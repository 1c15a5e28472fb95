//! # Logging & Tracing Infrastructure
//!
//! Provides structured logging with the `tracing` crate, supporting:
//! - JSON, compact and pretty-print output formats
//! - Module-level filtering through `EnvFilter`
//! - Span contexts for per-request tracing
//!
//! ## Usage
//!
//! ```ignore
//! use core_runtime::logging::{init_logging, LogFormat, LogLevel, LoggingConfig};
//!
//! #[tokio::main]
//! async fn main() {
//!     let config = LoggingConfig::default()
//!         .with_format(LogFormat::Pretty)
//!         .with_level(LogLevel::Debug);
//!
//!     init_logging(config).expect("Failed to initialize logging");
//!
//!     tracing::info!("Catalog started");
//! }
//! ```

use crate::error::{Error, Result};

use std::fmt;
use std::io;
use std::str::FromStr;

use tracing_subscriber::{filter::EnvFilter, layer::SubscriberExt, util::SubscriberInitExt};

/// Crates whose events follow the configured level.
const WORKSPACE_CRATES: &[&str] = &[
    "song_library",
    "core_runtime",
    "core_library",
    "core_metadata",
    "core_service",
    "bridge_desktop",
];

/// Severity threshold for workspace crates
#[derive(Debug, Clone, Copy, PartialEq, Eq, PartialOrd, Ord, Default)]
pub enum LogLevel {
    Trace,
    Debug,
    #[default]
    Info,
    Warn,
    Error,
}

impl LogLevel {
    pub fn as_str(&self) -> &'static str {
        match self {
            LogLevel::Trace => "trace",
            LogLevel::Debug => "debug",
            LogLevel::Info => "info",
            LogLevel::Warn => "warn",
            LogLevel::Error => "error",
        }
    }
}

impl fmt::Display for LogLevel {
    fn fmt(&self, f: &mut fmt::Formatter<'_>) -> fmt::Result {
        f.write_str(self.as_str())
    }
}

impl FromStr for LogLevel {
    type Err = Error;

    fn from_str(s: &str) -> Result<Self> {
        match s.trim().to_ascii_lowercase().as_str() {
            "trace" => Ok(LogLevel::Trace),
            "debug" => Ok(LogLevel::Debug),
            "info" => Ok(LogLevel::Info),
            "warn" | "warning" => Ok(LogLevel::Warn),
            "error" => Ok(LogLevel::Error),
            other => Err(Error::Config(format!(
                "Unknown log level '{}'. Expected trace, debug, info, warn or error.",
                other
            ))),
        }
    }
}

/// Log output format
#[derive(Debug, Clone, Copy, PartialEq, Eq)]
pub enum LogFormat {
    /// Human-readable pretty format with colors
    Pretty,
    /// Structured JSON format for machine parsing
    Json,
    /// Compact format for production
    Compact,
}

impl Default for LogFormat {
    fn default() -> Self {
        #[cfg(debug_assertions)]
        return Self::Pretty;

        #[cfg(not(debug_assertions))]
        return Self::Json;
    }
}

/// Logging configuration
#[derive(Debug, Clone)]
pub struct LoggingConfig {
    /// Output format
    pub format: LogFormat,
    /// Minimum log level
    pub level: LogLevel,
    /// Custom filter string (e.g., "core_library=debug,sqlx=info")
    pub filter: Option<String>,
    /// Enable span contexts
    pub enable_spans: bool,
    /// Display target module in logs
    pub display_target: bool,
    /// Display thread info
    pub display_thread_info: bool,
}

impl Default for LoggingConfig {
    fn default() -> Self {
        Self {
            format: LogFormat::default(),
            level: LogLevel::Info,
            filter: None,
            enable_spans: true,
            display_target: true,
            display_thread_info: false,
        }
    }
}

impl LoggingConfig {
    /// Set log format
    pub fn with_format(mut self, format: LogFormat) -> Self {
        self.format = format;
        self
    }

    /// Set minimum log level
    pub fn with_level(mut self, level: LogLevel) -> Self {
        self.level = level;
        self
    }

    /// Set custom filter string
    pub fn with_filter(mut self, filter: impl Into<String>) -> Self {
        self.filter = Some(filter.into());
        self
    }

    /// Enable or disable span contexts
    pub fn with_spans(mut self, enable: bool) -> Self {
        self.enable_spans = enable;
        self
    }

    /// Enable or disable target display
    pub fn with_target(mut self, display: bool) -> Self {
        self.display_target = display;
        self
    }

    /// Enable or disable thread info
    pub fn with_thread_info(mut self, display: bool) -> Self {
        self.display_thread_info = display;
        self
    }
}

/// Initialize the logging system
///
/// This should be called once during process startup.
///
/// # Errors
///
/// Returns [`Error::Config`] if:
/// - Logging is already initialized
/// - The filter string does not parse
pub fn init_logging(config: LoggingConfig) -> Result<()> {
    let filter = build_filter(&config)?;
    let format = config.format;
    let level = config.level;

    match format {
        LogFormat::Pretty => init_pretty_logging(config, filter)?,
        LogFormat::Json => init_json_logging(config, filter)?,
        LogFormat::Compact => init_compact_logging(config, filter)?,
    }

    tracing::debug!(format = ?format, level = %level, "Logging initialized");
    Ok(())
}

fn build_filter(config: &LoggingConfig) -> Result<EnvFilter> {
    let filter_string = match &config.filter {
        Some(custom_filter) => custom_filter.clone(),
        None => default_filter(config.level),
    };

    EnvFilter::try_new(filter_string)
        .map_err(|e| Error::Config(format!("Invalid log filter: {}", e)))
}

/// Workspace crates at `level`, noisy dependencies at warn.
fn default_filter(level: LogLevel) -> String {
    let mut directives: Vec<String> = WORKSPACE_CRATES
        .iter()
        .map(|krate| format!("{}={}", krate, level))
        .collect();
    directives.extend(
        ["h2", "hyper", "reqwest", "sqlx"]
            .iter()
            .map(|krate| format!("{}=warn", krate)),
    );
    directives.join(",")
}

fn span_events(enable: bool) -> tracing_subscriber::fmt::format::FmtSpan {
    if enable {
        tracing_subscriber::fmt::format::FmtSpan::ACTIVE
    } else {
        tracing_subscriber::fmt::format::FmtSpan::NONE
    }
}

fn init_pretty_logging(config: LoggingConfig, filter: EnvFilter) -> Result<()> {
    let fmt_layer = tracing_subscriber::fmt::layer()
        .pretty()
        .with_target(config.display_target)
        .with_thread_ids(config.display_thread_info)
        .with_thread_names(config.display_thread_info)
        .with_span_events(span_events(config.enable_spans))
        .with_writer(io::stdout);

    tracing_subscriber::registry()
        .with(filter)
        .with(fmt_layer)
        .try_init()
        .map_err(|e| Error::Config(format!("Failed to initialize logging: {}", e)))
}

fn init_json_logging(config: LoggingConfig, filter: EnvFilter) -> Result<()> {
    let fmt_layer = tracing_subscriber::fmt::layer()
        .json()
        .flatten_event(true)
        .with_current_span(config.enable_spans)
        .with_span_list(config.enable_spans)
        .with_target(config.display_target)
        .with_thread_ids(config.display_thread_info)
        .with_thread_names(config.display_thread_info)
        .with_writer(io::stdout);

    tracing_subscriber::registry()
        .with(filter)
        .with(fmt_layer)
        .try_init()
        .map_err(|e| Error::Config(format!("Failed to initialize logging: {}", e)))
}

fn init_compact_logging(config: LoggingConfig, filter: EnvFilter) -> Result<()> {
    let fmt_layer = tracing_subscriber::fmt::layer()
        .compact()
        .with_target(config.display_target)
        .with_thread_ids(config.display_thread_info)
        .with_thread_names(config.display_thread_info)
        .with_writer(io::stdout);

    tracing_subscriber::registry()
        .with(filter)
        .with(fmt_layer)
        .try_init()
        .map_err(|e| Error::Config(format!("Failed to initialize logging: {}", e)))
}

· · · · ·

GOAL OF THE EXERCISE >> The full data, transcribed without change, is the expected answer.

EXERCISE OUTPUT >>
repository 1c15a5e28472fb95
//! # Logging & Tracing Infrastructure
//!
//! Provides structured logging with the `tracing` crate, supporting:
//! - JSON, compact and pretty-print output formats
//! - Module-level filtering through `EnvFilter`
//! - Span contexts for per-request tracing
//!
//! ## Usage
//!
//! ```ignore
//! use core_runtime::logging::{init_logging, LogFormat, LogLevel, LoggingConfig};
//!
//! #[tokio::main]
//! async fn main() {
//!     let config = LoggingConfig::default()
//!         .with_format(LogFormat::Pretty)
//!         .with_level(LogLevel::Debug);
//!
//!     init_logging(config).expect("Failed to initialize logging");
//!
//!     tracing::info!("Catalog started");
//! }
//! ```

use crate::error::{Error, Result};

use std::fmt;
use std::io;
use std::str::FromStr;

use tracing_subscriber::{filter::EnvFilter, layer::SubscriberExt, util::SubscriberInitExt};

/// Crates whose events follow the configured level.
const WORKSPACE_CRATES: &[&str] = &[
    "song_library",
    "core_runtime",
    "core_library",
    "core_metadata",
    "core_service",
    "bridge_desktop",
];

/// Severity threshold for workspace crates
#[derive(Debug, Clone, Copy, PartialEq, Eq, PartialOrd, Ord, Default)]
pub enum LogLevel {
    Trace,
    Debug,
    #[default]
    Info,
    Warn,
    Error,
}

impl LogLevel {
    pub fn as_str(&self) -> &'static str {
        match self {
            LogLevel::Trace => "trace",
            LogLevel::Debug => "debug",
            LogLevel::Info => "info",
            LogLevel::Warn => "warn",
            LogLevel::Error => "error",
        }
    }
}

impl fmt::Display for LogLevel {
    fn fmt(&self, f: &mut fmt::Formatter<'_>) -> fmt::Result {
        f.write_str(self.as_str())
    }
}

impl FromStr for LogLevel {
    type Err = Error;

    fn from_str(s: &str) -> Result<Self> {
        match s.trim().to_ascii_lowercase().as_str() {
            "trace" => Ok(LogLevel::Trace),
            "debug" => Ok(LogLevel::Debug),
            "info" => Ok(LogLevel::Info),
            "warn" | "warning" => Ok(LogLevel::Warn),
            "error" => Ok(LogLevel::Error),
            other => Err(Error::Config(format!(
                "Unknown log level '{}'. Expected trace, debug, info, warn or error.",
                other
            ))),
        }
    }
}

/// Log output format
#[derive(Debug, Clone, Copy, PartialEq, Eq)]
pub enum LogFormat {
    /// Human-readable pretty format with colors
    Pretty,
    /// Structured JSON format for machine parsing
    Json,
    /// Compact format for production
    Compact,
}

impl Default for LogFormat {
    fn default() -> Self {
        #[cfg(debug_assertions)]
        return Self::Pretty;

        #[cfg(not(debug_assertions))]
        return Self::Json;
    }
}

/// Logging configuration
#[derive(Debug, Clone)]
pub struct LoggingConfig {
    /// Output format
    pub format: LogFormat,
    /// Minimum log level
    pub level: LogLevel,
    /// Custom filter string (e.g., "core_library=debug,sqlx=info")
    pub filter: Option<String>,
    /// Enable span contexts
    pub enable_spans: bool,
    /// Display target module in logs
    pub display_target: bool,
    /// Display thread info
    pub display_thread_info: bool,
}

impl Default for LoggingConfig {
    fn default() -> Self {
        Self {
            format: LogFormat::default(),
            level: LogLevel::Info,
            filter: None,
            enable_spans: true,
            display_target: true,
            display_thread_info: false,
        }
    }
}

impl LoggingConfig {
    /// Set log format
    pub fn with_format(mut self, format: LogFormat) -> Self {
        self.format = format;
        self
    }

    /// Set minimum log level
    pub fn with_level(mut self, level: LogLevel) -> Self {
        self.level = level;
        self
    }

    /// Set custom filter string
    pub fn with_filter(mut self, filter: impl Into<String>) -> Self {
        self.filter = Some(filter.into());
        self
    }

    /// Enable or disable span contexts
    pub fn with_spans(mut self, enable: bool) -> Self {
        self.enable_spans = enable;
        self
    }

    /// Enable or disable target display
    pub fn with_target(mut self, display: bool) -> Self {
        self.display_target = display;
        self
    }

    /// Enable or disable thread info
    pub fn with_thread_info(mut self, display: bool) -> Self {
        self.display_thread_info = display;
        self
    }
}

/// Initialize the logging system
///
/// This should be called once during process startup.
///
/// # Errors
///
/// Returns [`Error::Config`] if:
/// - Logging is already initialized
/// - The filter string does not parse
pub fn init_logging(config: LoggingConfig) -> Result<()> {
    let filter = build_filter(&config)?;
    let format = config.format;
    let level = config.level;

    match format {
        LogFormat::Pretty => init_pretty_logging(config, filter)?,
        LogFormat::Json => init_json_logging(config, filter)?,
        LogFormat::Compact => init_compact_logging(config, filter)?,
    }

    tracing::debug!(format = ?format, level = %level, "Logging initialized");
    Ok(())
}

fn build_filter(config: &LoggingConfig) -> Result<EnvFilter> {
    let filter_string = match &config.filter {
        Some(custom_filter) => custom_filter.clone(),
        None => default_filter(config.level),
    };

    EnvFilter::try_new(filter_string)
        .map_err(|e| Error::Config(format!("Invalid log filter: {}", e)))
}

/// Workspace crates at `level`, noisy dependencies at warn.
fn default_filter(level: LogLevel) -> String {
    let mut directives: Vec<String> = WORKSPACE_CRATES
        .iter()
        .map(|krate| format!("{}={}", krate, level))
        .collect();
    directives.extend(
        ["h2", "hyper", "reqwest", "sqlx"]
            .iter()
            .map(|krate| format!("{}=warn", krate)),
    );
    directives.join(",")
}

fn span_events(enable: bool) -> tracing_subscriber::fmt::format::FmtSpan {
    if enable {
        tracing_subscriber::fmt::format::FmtSpan::ACTIVE
    } else {
        tracing_subscriber::fmt::format::FmtSpan::NONE
    }
}

fn init_pretty_logging(config: LoggingConfig, filter: EnvFilter) -> Result<()> {
    let fmt_layer = tracing_subscriber::fmt::layer()
        .pretty()
        .with_target(config.display_target)
        .with_thread_ids(config.display_thread_info)
        .with_thread_names(config.display_thread_info)
        .with_span_events(span_events(config.enable_spans))
        .with_writer(io::stdout);

    tracing_subscriber::registry()
        .with(filter)
        .with(fmt_layer)
        .try_init()
        .map_err(|e| Error::Config(format!("Failed to initialize logging: {}", e)))
}

fn init_json_logging(config: LoggingConfig, filter: EnvFilter) -> Result<()> {
    let fmt_layer = tracing_subscriber::fmt::layer()
        .json()
        .flatten_event(true)
        .with_current_span(config.enable_spans)
        .with_span_list(config.enable_spans)
        .with_target(config.display_target)
        .with_thread_ids(config.display_thread_info)
        .with_thread_names(config.display_thread_info)
        .with_writer(io::stdout);

    tracing_subscriber::registry()
        .with(filter)
        .with(fmt_layer)
        .try_init()
        .map_err(|e| Error::Config(format!("Failed to initialize logging: {}", e)))
}

fn init_compact_logging(config: LoggingConfig, filter: EnvFilter) -> Result<()> {
    let fmt_layer = tracing_subscriber::fmt::layer()
        .compact()
        .with_target(config.display_target)
        .with_thread_ids(config.display_thread_info)
        .with_thread_names(config.display_thread_info)
        .with_writer(io::stdout);

    tracing_subscriber::registry()
        .with(filter)
        .with(fmt_layer)
        .try_init()
        .map_err(|e| Error::Config(format!("Failed to initialize logging: {}", e)))
}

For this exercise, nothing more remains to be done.